(Beginning of DATA FOR PROCESSING)

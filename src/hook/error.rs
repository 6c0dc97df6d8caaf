//! Hook start failures

/// Reasons a `start()` attempt can fail
///
/// Every variant is fatal to that attempt only; the caller may retry.
#[derive(Debug, Clone, PartialEq, Eq, thiserror::Error)]
pub enum HookError {
    #[error("failed to allocate memory for the hook")]
    OutOfMemory,

    #[error("display server unavailable")]
    DisplayUnavailable,

    #[error("required input extension is missing")]
    ExtensionMissing,

    #[error("failed to allocate the hook context")]
    ContextAllocation,

    #[error("failed to register the input hook - check input permissions")]
    RegistrationFailed,

    #[error("failed to acquire the event run loop")]
    RunLoopUnavailable,

    #[error("an unknown hook error occurred")]
    Unknown,

    #[error("failed to create hook thread: {0}")]
    ThreadCreateFailed(String),

    #[error("hook did not report readiness before the start timeout")]
    StartTimeout,
}

impl HookError {
    /// Numeric status code, compatible with the status values layouts and
    /// logs from the native hook library used
    pub fn code(&self) -> i32 {
        match self {
            HookError::Unknown => 0x01,
            HookError::OutOfMemory => 0x02,
            HookError::DisplayUnavailable => 0x20,
            HookError::ExtensionMissing => 0x21,
            HookError::ContextAllocation => 0x23,
            HookError::RegistrationFailed => 0x30,
            HookError::RunLoopUnavailable => 0x43,
            HookError::ThreadCreateFailed(_) => -1,
            HookError::StartTimeout => -2,
        }
    }
}

#[cfg(test)]
mod tests {
    use super::*;

    #[test]
    fn test_codes_are_distinct() {
        let all = [
            HookError::OutOfMemory,
            HookError::DisplayUnavailable,
            HookError::ExtensionMissing,
            HookError::ContextAllocation,
            HookError::RegistrationFailed,
            HookError::RunLoopUnavailable,
            HookError::Unknown,
            HookError::ThreadCreateFailed("spawn".into()),
            HookError::StartTimeout,
        ];
        let mut codes: Vec<i32> = all.iter().map(HookError::code).collect();
        codes.sort_unstable();
        codes.dedup();
        assert_eq!(codes.len(), all.len());
    }

    #[test]
    fn test_display_mentions_cause() {
        let err = HookError::ThreadCreateFailed("resource limit".into());
        assert!(err.to_string().contains("resource limit"));
    }
}
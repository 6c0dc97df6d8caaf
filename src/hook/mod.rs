//! Platform input hooks
//!
//! A backend owns the blocking OS hook loop. It reports lifecycle and input
//! events through a [`Dispatch`] handed to it by the controller and never
//! calls back into the controller any other way.
//!
//! - macOS: listen-only CGEventTap on the hook thread's CFRunLoop
//! - Windows: WH_KEYBOARD_LL / WH_MOUSE_LL on a dedicated message loop
//! - Linux: evdev devices under /dev/input
//! - [`scripted::ScriptedBackend`]: in-memory, for tests

mod error;
mod pointer;
mod translator;

pub mod scripted;

#[cfg(target_os = "linux")]
mod linux;
#[cfg(target_os = "macos")]
mod macos;
#[cfg(target_os = "windows")]
mod windows;

use std::sync::atomic::{AtomicBool, Ordering};
use std::sync::Arc;

pub use error::HookError;
pub use pointer::{MousePointerState, MouseTracker, Point};
pub use translator::EventTranslator;

use crate::keys::VirtualKeyCode;

/// Lifecycle and input events delivered by a backend
#[derive(Debug, Clone, Copy, PartialEq, Eq)]
pub enum HookEvent {
    /// The hook is installed and events will follow
    Enabled,
    /// The hook is being torn down
    Disabled,
    KeyPressed { code: VirtualKeyCode },
    KeyReleased { code: VirtualKeyCode },
    /// Raw platform button index (1 = left)
    MousePressed { button: u16 },
    MouseReleased { button: u16 },
    /// Negative rotation is away from the user
    MouseWheel { rotation: i32 },
    MouseMoved { position: Point },
    MouseDragged { position: Point },
}

impl HookEvent {
    pub fn is_lifecycle(&self) -> bool {
        matches!(self, HookEvent::Enabled | HookEvent::Disabled)
    }
}

/// Receiver of hook events, called synchronously on the hook thread
///
/// Created on the hook thread and never leaves it.
pub trait Dispatch {
    fn dispatch(&mut self, event: &HookEvent);
}

/// Stop request for exactly one [`HookBackend::run`] call
///
/// A fresh token is handed to every run, so a request that arrives after its
/// run returned cannot leak into the next one.
#[derive(Debug, Clone, Default)]
pub struct StopToken(Arc<AtomicBool>);

impl StopToken {
    pub fn new() -> Self {
        Self::default()
    }

    pub fn request(&self) {
        self.0.store(true, Ordering::SeqCst);
    }

    pub fn is_requested(&self) -> bool {
        self.0.load(Ordering::SeqCst)
    }
}

/// A blocking platform input hook
pub trait HookBackend: Send + Sync {
    /// Install the hook and block until `stop` is requested or the hook fails
    ///
    /// Must dispatch [`HookEvent::Enabled`] once the hook is live, and
    /// [`HookEvent::Disabled`] before returning after having been enabled.
    /// Must return promptly if `stop` was requested before the loop started.
    fn run(&self, dispatch: Box<dyn Dispatch>, stop: StopToken) -> Result<(), HookError>;

    /// Request stop on the run in progress, if any, and wake its loop
    fn stop(&self);

    /// Short name for logs
    fn name(&self) -> &'static str;
}

/// Backend for the platform this binary was built for
pub fn native_backend() -> Arc<dyn HookBackend> {
    #[cfg(target_os = "macos")]
    {
        Arc::new(macos::EventTapBackend::new())
    }
    #[cfg(target_os = "windows")]
    {
        Arc::new(windows::LowLevelHookBackend::new())
    }
    #[cfg(target_os = "linux")]
    {
        Arc::new(linux::EvdevBackend::new())
    }
    #[cfg(not(any(target_os = "macos", target_os = "windows", target_os = "linux")))]
    {
        Arc::new(scripted::ScriptedBackend::new(scripted::Outcome::FailBeforeEnable(
            HookError::DisplayUnavailable,
        )))
    }
}
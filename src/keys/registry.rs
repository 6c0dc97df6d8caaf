//! Fixed-capacity registry of currently pressed key codes
//!
//! Written by the hook thread, read by whoever polls once per frame. Slots
//! are atomics so a reader never sees a half-written code.

use std::sync::atomic::{AtomicU16, AtomicUsize, Ordering};

use super::codes::VirtualKeyCode;

/// Upper bound on simultaneously tracked presses
pub const MAX_SIMULTANEOUS_KEYS: usize = 14;

const EMPTY: u16 = VirtualKeyCode::UNDEFINED.0;

/// Set of pressed codes with a hard capacity ceiling
///
/// Presses beyond [`MAX_SIMULTANEOUS_KEYS`] are dropped silently.
#[derive(Debug)]
pub struct KeyStateRegistry {
    slots: [AtomicU16; MAX_SIMULTANEOUS_KEYS],
    occupied: AtomicUsize,
}

impl KeyStateRegistry {
    /// Create an empty registry
    pub fn new() -> Self {
        Self {
            slots: std::array::from_fn(|_| AtomicU16::new(EMPTY)),
            occupied: AtomicUsize::new(0),
        }
    }

    /// True if `code` occupies a slot
    pub fn exists(&self, code: VirtualKeyCode) -> bool {
        if self.is_empty() || code.is_undefined() {
            return false;
        }
        self.slots
            .iter()
            .any(|slot| slot.load(Ordering::Acquire) == code.0)
    }

    /// Record a press; no-op if already present or the registry is full
    pub fn add(&self, code: VirtualKeyCode) {
        if code.is_undefined() || self.exists(code) {
            return;
        }
        for slot in &self.slots {
            if slot
                .compare_exchange(EMPTY, code.0, Ordering::AcqRel, Ordering::Acquire)
                .is_ok()
            {
                self.occupied.fetch_add(1, Ordering::Release);
                return;
            }
        }
    }

    /// Forget a press; no-op if absent
    pub fn remove(&self, code: VirtualKeyCode) {
        if !self.exists(code) {
            return;
        }
        for slot in &self.slots {
            if slot
                .compare_exchange(code.0, EMPTY, Ordering::AcqRel, Ordering::Acquire)
                .is_ok()
            {
                self.occupied.fetch_sub(1, Ordering::Release);
                return;
            }
        }
    }

    /// Empty every slot
    pub fn clear(&self) {
        for slot in &self.slots {
            if slot.swap(EMPTY, Ordering::AcqRel) != EMPTY {
                self.occupied.fetch_sub(1, Ordering::Release);
            }
        }
    }

    /// Number of occupied slots
    pub fn len(&self) -> usize {
        self.occupied.load(Ordering::Acquire)
    }

    pub fn is_empty(&self) -> bool {
        self.len() == 0
    }

    pub const fn capacity(&self) -> usize {
        MAX_SIMULTANEOUS_KEYS
    }

    /// Codes currently pressed, in slot order
    pub fn pressed(&self) -> Vec<VirtualKeyCode> {
        self.slots
            .iter()
            .map(|slot| slot.load(Ordering::Acquire))
            .filter(|&raw| raw != EMPTY)
            .map(VirtualKeyCode)
            .collect()
    }
}

impl Default for KeyStateRegistry {
    fn default() -> Self {
        Self::new()
    }
}

#[cfg(test)]
mod tests {
    use super::*;
    use std::collections::HashSet;
    use std::sync::atomic::AtomicBool;
    use std::sync::Arc;
    use std::thread;

    fn code(raw: u16) -> VirtualKeyCode {
        VirtualKeyCode(raw)
    }

    #[test]
    fn test_empty_registry() {
        let registry = KeyStateRegistry::new();
        assert!(registry.is_empty());
        assert!(!registry.exists(code(0x1E)));
        assert_eq!(registry.capacity(), MAX_SIMULTANEOUS_KEYS);
    }

    #[test]
    fn test_add_then_remove() {
        let registry = KeyStateRegistry::new();
        registry.add(code(0x1E));
        registry.add(code(0x1F));
        assert!(registry.exists(code(0x1E)));
        assert!(registry.exists(code(0x1F)));
        assert_eq!(registry.len(), 2);

        registry.remove(code(0x1E));
        assert!(!registry.exists(code(0x1E)));
        assert!(registry.exists(code(0x1F)));
        assert_eq!(registry.len(), 1);
    }

    #[test]
    fn test_add_is_idempotent() {
        let registry = KeyStateRegistry::new();
        registry.add(code(0x39));
        registry.add(code(0x39));
        assert!(registry.exists(code(0x39)));
        assert_eq!(registry.len(), 1);
        assert_eq!(registry.pressed(), vec![code(0x39)]);
    }

    #[test]
    fn test_remove_absent_is_noop() {
        let registry = KeyStateRegistry::new();
        registry.add(code(0x10));
        registry.remove(code(0x11));
        assert_eq!(registry.pressed(), vec![code(0x10)]);
        assert_eq!(registry.len(), 1);
    }

    #[test]
    fn test_capacity_overflow_is_dropped() {
        let registry = KeyStateRegistry::new();
        for raw in 1..=(MAX_SIMULTANEOUS_KEYS as u16 + 4) {
            registry.add(code(raw));
        }
        assert_eq!(registry.len(), MAX_SIMULTANEOUS_KEYS);
        assert!(registry.exists(code(MAX_SIMULTANEOUS_KEYS as u16)));
        assert!(!registry.exists(code(MAX_SIMULTANEOUS_KEYS as u16 + 1)));

        // a freed slot is reused by the next press
        registry.remove(code(3));
        registry.add(code(0x99));
        assert!(registry.exists(code(0x99)));
        assert_eq!(registry.len(), MAX_SIMULTANEOUS_KEYS);
    }

    #[test]
    fn test_undefined_is_never_stored() {
        let registry = KeyStateRegistry::new();
        registry.add(VirtualKeyCode::UNDEFINED);
        assert!(registry.is_empty());
        assert!(!registry.exists(VirtualKeyCode::UNDEFINED));
    }

    #[test]
    fn test_clear() {
        let registry = KeyStateRegistry::new();
        registry.add(code(1));
        registry.add(code(2));
        registry.clear();
        assert!(registry.is_empty());
        assert!(registry.pressed().is_empty());
        assert!(!registry.exists(code(1)));
    }

    #[test]
    fn test_sequence_matches_model_set() {
        // deterministic pseudo-random add/remove sequence checked against a HashSet
        let registry = KeyStateRegistry::new();
        let mut model: HashSet<u16> = HashSet::new();
        let mut seed: u32 = 0x2545_F491;

        for _ in 0..2_000 {
            seed ^= seed << 13;
            seed ^= seed >> 17;
            seed ^= seed << 5;
            let raw = (seed % 24) as u16 + 1;
            if seed & 0x100 == 0 {
                registry.add(code(raw));
                if model.len() < MAX_SIMULTANEOUS_KEYS {
                    model.insert(raw);
                }
            } else {
                registry.remove(code(raw));
                model.remove(&raw);
            }

            assert!(registry.len() <= MAX_SIMULTANEOUS_KEYS);
            assert_eq!(registry.len(), model.len());
            for raw in 1..=24u16 {
                assert_eq!(registry.exists(code(raw)), model.contains(&raw));
            }
        }
    }

    #[test]
    fn test_concurrent_polling_sees_no_torn_codes() {
        let registry = Arc::new(KeyStateRegistry::new());
        let valid: HashSet<u16> = [0x001E, 0x0E1D, 0xE048, 0xED01, 0xED03, 0xED11]
            .into_iter()
            .collect();
        // byte-wise mixes of two written codes that were never written whole
        let torn: Vec<u16> = valid
            .iter()
            .flat_map(|&hi| valid.iter().map(move |&lo| (hi & 0xFF00) | (lo & 0x00FF)))
            .filter(|raw| !valid.contains(raw))
            .collect();
        assert!(!torn.is_empty());
        let done = Arc::new(AtomicBool::new(false));

        let writer = {
            let registry = Arc::clone(&registry);
            let codes: Vec<u16> = valid.iter().copied().collect();
            let done = Arc::clone(&done);
            thread::spawn(move || {
                for round in 0..20_000usize {
                    let raw = codes[round % codes.len()];
                    registry.add(code(raw));
                    if round % 3 == 0 {
                        registry.remove(code(codes[(round / 3) % codes.len()]));
                    }
                }
                done.store(true, Ordering::SeqCst);
            })
        };

        while !done.load(Ordering::SeqCst) {
            for pressed in registry.pressed() {
                assert!(valid.contains(&pressed.0), "torn read {pressed}");
            }
            for &raw in &torn {
                assert!(!registry.exists(code(raw)), "torn match {raw:#06X}");
            }
            assert!(registry.len() <= MAX_SIMULTANEOUS_KEYS);
        }

        writer.join().unwrap();
    }
}
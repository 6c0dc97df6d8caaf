//! Raw hook event to registry translation
//!
//! Runs on the hook thread for every event, so it must stay allocation-free
//! and bounded by the registry capacity.

use std::sync::Arc;

use crate::keys::{ButtonConvention, KeyStateRegistry, VirtualKeyCode, WheelDirection};

use super::pointer::MouseTracker;
use super::HookEvent;

/// Applies input events to the shared registry and pointer state
#[derive(Debug, Clone)]
pub struct EventTranslator {
    registry: Arc<KeyStateRegistry>,
    mouse: Arc<MouseTracker>,
    convention: ButtonConvention,
}

impl EventTranslator {
    pub fn new(
        registry: Arc<KeyStateRegistry>,
        mouse: Arc<MouseTracker>,
        convention: ButtonConvention,
    ) -> Self {
        Self {
            registry,
            mouse,
            convention,
        }
    }

    /// Apply one event
    pub fn translate(&self, event: &HookEvent) {
        if event.is_lifecycle() {
            return;
        }

        // wheel presses are pulses with no release; drop the previous one first
        self.registry.remove(VirtualKeyCode::MOUSE_WHEEL_UP);
        self.registry.remove(VirtualKeyCode::MOUSE_WHEEL_DOWN);

        match *event {
            HookEvent::KeyPressed { code } => {
                if !self.registry.exists(code) {
                    self.registry.add(code);
                }
            }
            HookEvent::KeyReleased { code } => {
                if self.registry.exists(code) {
                    self.registry.remove(code);
                }
            }
            HookEvent::MousePressed { button } => {
                let code = self.convention.to_code(button);
                if !self.registry.exists(code) {
                    self.registry.add(code);
                }
            }
            HookEvent::MouseReleased { button } => {
                let code = self.convention.to_code(button);
                if self.registry.exists(code) {
                    self.registry.remove(code);
                }
            }
            HookEvent::MouseWheel { rotation } => {
                if let Some(direction) = WheelDirection::from_rotation(rotation) {
                    let code = direction.code();
                    if !self.registry.exists(code) {
                        self.registry.add(code);
                    }
                }
            }
            HookEvent::MouseMoved { position } | HookEvent::MouseDragged { position } => {
                self.mouse.record_motion(position);
            }
            HookEvent::Enabled | HookEvent::Disabled => {}
        }
    }

    pub fn registry(&self) -> &Arc<KeyStateRegistry> {
        &self.registry
    }

    /// Forget all held codes and pointer history
    pub fn reset(&self) {
        self.registry.clear();
        self.mouse.reset();
    }
}
//! Key codes and the shared pressed-key registry
//!
//! The registry is the only state the hook thread and the polling side
//! both touch on every event.

mod codes;
mod registry;

pub use codes::{vc, ButtonConvention, VirtualKeyCode, WheelDirection};
pub use registry::{KeyStateRegistry, MAX_SIMULTANEOUS_KEYS};
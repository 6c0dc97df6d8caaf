//! Signal handling for graceful shutdown

use anyhow::{Context, Result};
use tracing::debug;

/// Handles shutdown signals (SIGTERM, SIGINT, or Ctrl-C off Unix)
pub struct ShutdownSignal;

impl ShutdownSignal {
    /// Create a new shutdown signal handler
    pub fn new() -> Self {
        Self
    }

    /// Wait for a shutdown signal
    #[cfg(unix)]
    pub async fn wait(&self) -> Result<()> {
        use tokio::signal::unix::{signal, SignalKind};

        let mut sigterm =
            signal(SignalKind::terminate()).context("failed to register SIGTERM handler")?;
        let mut sigint =
            signal(SignalKind::interrupt()).context("failed to register SIGINT handler")?;

        tokio::select! {
            _ = sigterm.recv() => {
                debug!("received SIGTERM");
            }
            _ = sigint.recv() => {
                debug!("received SIGINT");
            }
        }
        Ok(())
    }

    /// Wait for a shutdown signal
    #[cfg(not(unix))]
    pub async fn wait(&self) -> Result<()> {
        tokio::signal::ctrl_c()
            .await
            .context("failed to listen for Ctrl-C")?;
        debug!("received Ctrl-C");
        Ok(())
    }
}

impl Default for ShutdownSignal {
    fn default() -> Self {
        Self::new()
    }
}
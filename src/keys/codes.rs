//! Virtual key code definitions
//!
//! Keyboard codes use the set-1 scan code layout that overlay layout files
//! are written against. Mouse buttons and wheel pulses share the same code
//! space under a reserved mask so a single registry can track both.

use serde::{Deserialize, Serialize};

/// Opaque 16-bit identifier of a pressable input
#[derive(Debug, Clone, Copy, PartialEq, Eq, Hash, PartialOrd, Ord, Default, Serialize, Deserialize)]
#[serde(transparent)]
pub struct VirtualKeyCode(pub u16);

impl VirtualKeyCode {
    /// Empty registry slot marker
    pub const UNDEFINED: Self = Self(0x0000);

    /// Bits reserved for mouse button composites
    pub const MOUSE_MASK: u16 = 0xED00;

    /// Synthetic code asserted for one dispatch after a wheel-up pulse
    pub const MOUSE_WHEEL_UP: Self = Self(Self::MOUSE_MASK | 0x11);
    /// Synthetic code asserted for one dispatch after a wheel-down pulse
    pub const MOUSE_WHEEL_DOWN: Self = Self(Self::MOUSE_MASK | 0x12);

    /// Raw numeric value
    pub const fn raw(self) -> u16 {
        self.0
    }

    /// True for the empty-slot marker
    pub const fn is_undefined(self) -> bool {
        self.0 == Self::UNDEFINED.0
    }

    /// Composite code for an already-normalized mouse button index
    pub const fn mouse_button(index: u16) -> Self {
        Self(Self::MOUSE_MASK | index)
    }

    /// True for mouse button composites and the wheel synthetics
    pub const fn is_mouse(self) -> bool {
        self.0 & 0xFF00 == Self::MOUSE_MASK
    }

    /// Build a keyboard code from a hardware scan code and extended-key flag
    ///
    /// Arrow keys carry the `0xE0` prefix, every other extended key `0x0E`.
    pub fn from_scan_code(scan: u16, extended: bool) -> Self {
        let scan = scan & 0x00FF;
        if !extended {
            return Self(scan);
        }
        match scan {
            0x48 | 0x4B | 0x4D | 0x50 => Self(0xE000 | scan),
            _ => Self(0x0E00 | scan),
        }
    }
}

impl From<u16> for VirtualKeyCode {
    fn from(raw: u16) -> Self {
        Self(raw)
    }
}

impl std::fmt::Display for VirtualKeyCode {
    fn fmt(&self, f: &mut std::fmt::Formatter<'_>) -> std::fmt::Result {
        write!(f, "{:#06X}", self.0)
    }
}

/// Named keyboard codes
#[allow(missing_docs)]
pub mod vc {
    use super::VirtualKeyCode as Vk;

    pub const ESCAPE: Vk = Vk(0x0001);
    pub const NUM_1: Vk = Vk(0x0002);
    pub const NUM_2: Vk = Vk(0x0003);
    pub const NUM_3: Vk = Vk(0x0004);
    pub const NUM_4: Vk = Vk(0x0005);
    pub const NUM_5: Vk = Vk(0x0006);
    pub const NUM_6: Vk = Vk(0x0007);
    pub const NUM_7: Vk = Vk(0x0008);
    pub const NUM_8: Vk = Vk(0x0009);
    pub const NUM_9: Vk = Vk(0x000A);
    pub const NUM_0: Vk = Vk(0x000B);
    pub const MINUS: Vk = Vk(0x000C);
    pub const EQUALS: Vk = Vk(0x000D);
    pub const BACKSPACE: Vk = Vk(0x000E);
    pub const TAB: Vk = Vk(0x000F);
    pub const Q: Vk = Vk(0x0010);
    pub const W: Vk = Vk(0x0011);
    pub const E: Vk = Vk(0x0012);
    pub const R: Vk = Vk(0x0013);
    pub const T: Vk = Vk(0x0014);
    pub const Y: Vk = Vk(0x0015);
    pub const U: Vk = Vk(0x0016);
    pub const I: Vk = Vk(0x0017);
    pub const O: Vk = Vk(0x0018);
    pub const P: Vk = Vk(0x0019);
    pub const OPEN_BRACKET: Vk = Vk(0x001A);
    pub const CLOSE_BRACKET: Vk = Vk(0x001B);
    pub const ENTER: Vk = Vk(0x001C);
    pub const CONTROL_L: Vk = Vk(0x001D);
    pub const A: Vk = Vk(0x001E);
    pub const S: Vk = Vk(0x001F);
    pub const D: Vk = Vk(0x0020);
    pub const F: Vk = Vk(0x0021);
    pub const G: Vk = Vk(0x0022);
    pub const H: Vk = Vk(0x0023);
    pub const J: Vk = Vk(0x0024);
    pub const K: Vk = Vk(0x0025);
    pub const L: Vk = Vk(0x0026);
    pub const SEMICOLON: Vk = Vk(0x0027);
    pub const QUOTE: Vk = Vk(0x0028);
    pub const BACKQUOTE: Vk = Vk(0x0029);
    pub const SHIFT_L: Vk = Vk(0x002A);
    pub const BACK_SLASH: Vk = Vk(0x002B);
    pub const Z: Vk = Vk(0x002C);
    pub const X: Vk = Vk(0x002D);
    pub const C: Vk = Vk(0x002E);
    pub const V: Vk = Vk(0x002F);
    pub const B: Vk = Vk(0x0030);
    pub const N: Vk = Vk(0x0031);
    pub const M: Vk = Vk(0x0032);
    pub const COMMA: Vk = Vk(0x0033);
    pub const PERIOD: Vk = Vk(0x0034);
    pub const SLASH: Vk = Vk(0x0035);
    pub const SHIFT_R: Vk = Vk(0x0036);
    pub const KP_MULTIPLY: Vk = Vk(0x0037);
    pub const ALT_L: Vk = Vk(0x0038);
    pub const SPACE: Vk = Vk(0x0039);
    pub const CAPS_LOCK: Vk = Vk(0x003A);
    pub const F1: Vk = Vk(0x003B);
    pub const F2: Vk = Vk(0x003C);
    pub const F3: Vk = Vk(0x003D);
    pub const F4: Vk = Vk(0x003E);
    pub const F5: Vk = Vk(0x003F);
    pub const F6: Vk = Vk(0x0040);
    pub const F7: Vk = Vk(0x0041);
    pub const F8: Vk = Vk(0x0042);
    pub const F9: Vk = Vk(0x0043);
    pub const F10: Vk = Vk(0x0044);
    pub const NUM_LOCK: Vk = Vk(0x0045);
    pub const SCROLL_LOCK: Vk = Vk(0x0046);
    pub const KP_7: Vk = Vk(0x0047);
    pub const KP_8: Vk = Vk(0x0048);
    pub const KP_9: Vk = Vk(0x0049);
    pub const KP_SUBTRACT: Vk = Vk(0x004A);
    pub const KP_4: Vk = Vk(0x004B);
    pub const KP_5: Vk = Vk(0x004C);
    pub const KP_6: Vk = Vk(0x004D);
    pub const KP_ADD: Vk = Vk(0x004E);
    pub const KP_1: Vk = Vk(0x004F);
    pub const KP_2: Vk = Vk(0x0050);
    pub const KP_3: Vk = Vk(0x0051);
    pub const KP_0: Vk = Vk(0x0052);
    pub const KP_SEPARATOR: Vk = Vk(0x0053);
    pub const F11: Vk = Vk(0x0057);
    pub const F12: Vk = Vk(0x0058);

    pub const KP_ENTER: Vk = Vk(0x0E1C);
    pub const CONTROL_R: Vk = Vk(0x0E1D);
    pub const KP_DIVIDE: Vk = Vk(0x0E35);
    pub const PRINTSCREEN: Vk = Vk(0x0E37);
    pub const ALT_R: Vk = Vk(0x0E38);
    pub const PAUSE: Vk = Vk(0x0E45);
    pub const HOME: Vk = Vk(0x0E47);
    pub const PAGE_UP: Vk = Vk(0x0E49);
    pub const END: Vk = Vk(0x0E4F);
    pub const PAGE_DOWN: Vk = Vk(0x0E51);
    pub const INSERT: Vk = Vk(0x0E52);
    pub const DELETE: Vk = Vk(0x0E53);
    pub const META_L: Vk = Vk(0x0E5B);
    pub const META_R: Vk = Vk(0x0E5C);
    pub const CONTEXT_MENU: Vk = Vk(0x0E5D);

    pub const UP: Vk = Vk(0xE048);
    pub const LEFT: Vk = Vk(0xE04B);
    pub const RIGHT: Vk = Vk(0xE04D);
    pub const DOWN: Vk = Vk(0xE050);
}

/// Direction of a single wheel pulse
#[derive(Debug, Clone, Copy, PartialEq, Eq)]
pub enum WheelDirection {
    /// Away from the user
    Up,
    /// Toward the user
    Down,
}

impl WheelDirection {
    /// Classify a rotation amount; negative rotation is up
    pub fn from_rotation(rotation: i32) -> Option<Self> {
        match rotation.signum() {
            -1 => Some(Self::Up),
            1 => Some(Self::Down),
            _ => None,
        }
    }

    /// Synthetic code asserted for this direction
    pub fn code(self) -> VirtualKeyCode {
        match self {
            Self::Up => VirtualKeyCode::MOUSE_WHEEL_UP,
            Self::Down => VirtualKeyCode::MOUSE_WHEEL_DOWN,
        }
    }
}

/// How a platform numbers the right and middle mouse buttons
#[derive(Debug, Clone, Copy, PartialEq, Eq, Serialize, Deserialize)]
#[serde(rename_all = "snake_case")]
pub enum ButtonConvention {
    /// 2 is right, 3 is middle (Windows); layouts are authored against this
    Primary,
    /// 2 is middle, 3 is right (X11, macOS backends)
    Swapped,
}

impl ButtonConvention {
    /// Convention of the hook backend compiled for this target
    pub fn native() -> Self {
        if cfg!(target_os = "windows") {
            Self::Primary
        } else {
            Self::Swapped
        }
    }

    /// Translate a raw button index into its composite code
    pub fn to_code(self, button: u16) -> VirtualKeyCode {
        let index = match (self, button) {
            (Self::Swapped, 2) => 3,
            (Self::Swapped, 3) => 2,
            (_, other) => other,
        };
        VirtualKeyCode::mouse_button(index)
    }
}

impl Default for ButtonConvention {
    fn default() -> Self {
        Self::native()
    }
}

(End of DATA FOR PROCESSING)

→ EXERCISE PROMPT
The lines above from the one with "assert!(!registry.exists(code(1)));" through the one with "if model.len() <" are to be duplicated exactly, ends included, with nothing added.

→ RESPONSE FOR THIS EXERCISE
        assert!(!registry.exists(code(1)));
    }

    #[test]
    fn test_sequence_matches_model_set() {
        // deterministic pseudo-random add/remove sequence checked against a HashSet
        let registry = KeyStateRegistry::new();
        let mut model: HashSet<u16> = HashSet::new();
        let mut seed: u32 = 0x2545_F491;

        for _ in 0..2_000 {
            seed ^= seed << 13;
            seed ^= seed >> 17;
            seed ^= seed << 5;
            let raw = (seed % 24) as u16 + 1;
            if seed & 0x100 == 0 {
                registry.add(code(raw));
                if model.len() < MAX_SIMULTANEOUS_KEYS {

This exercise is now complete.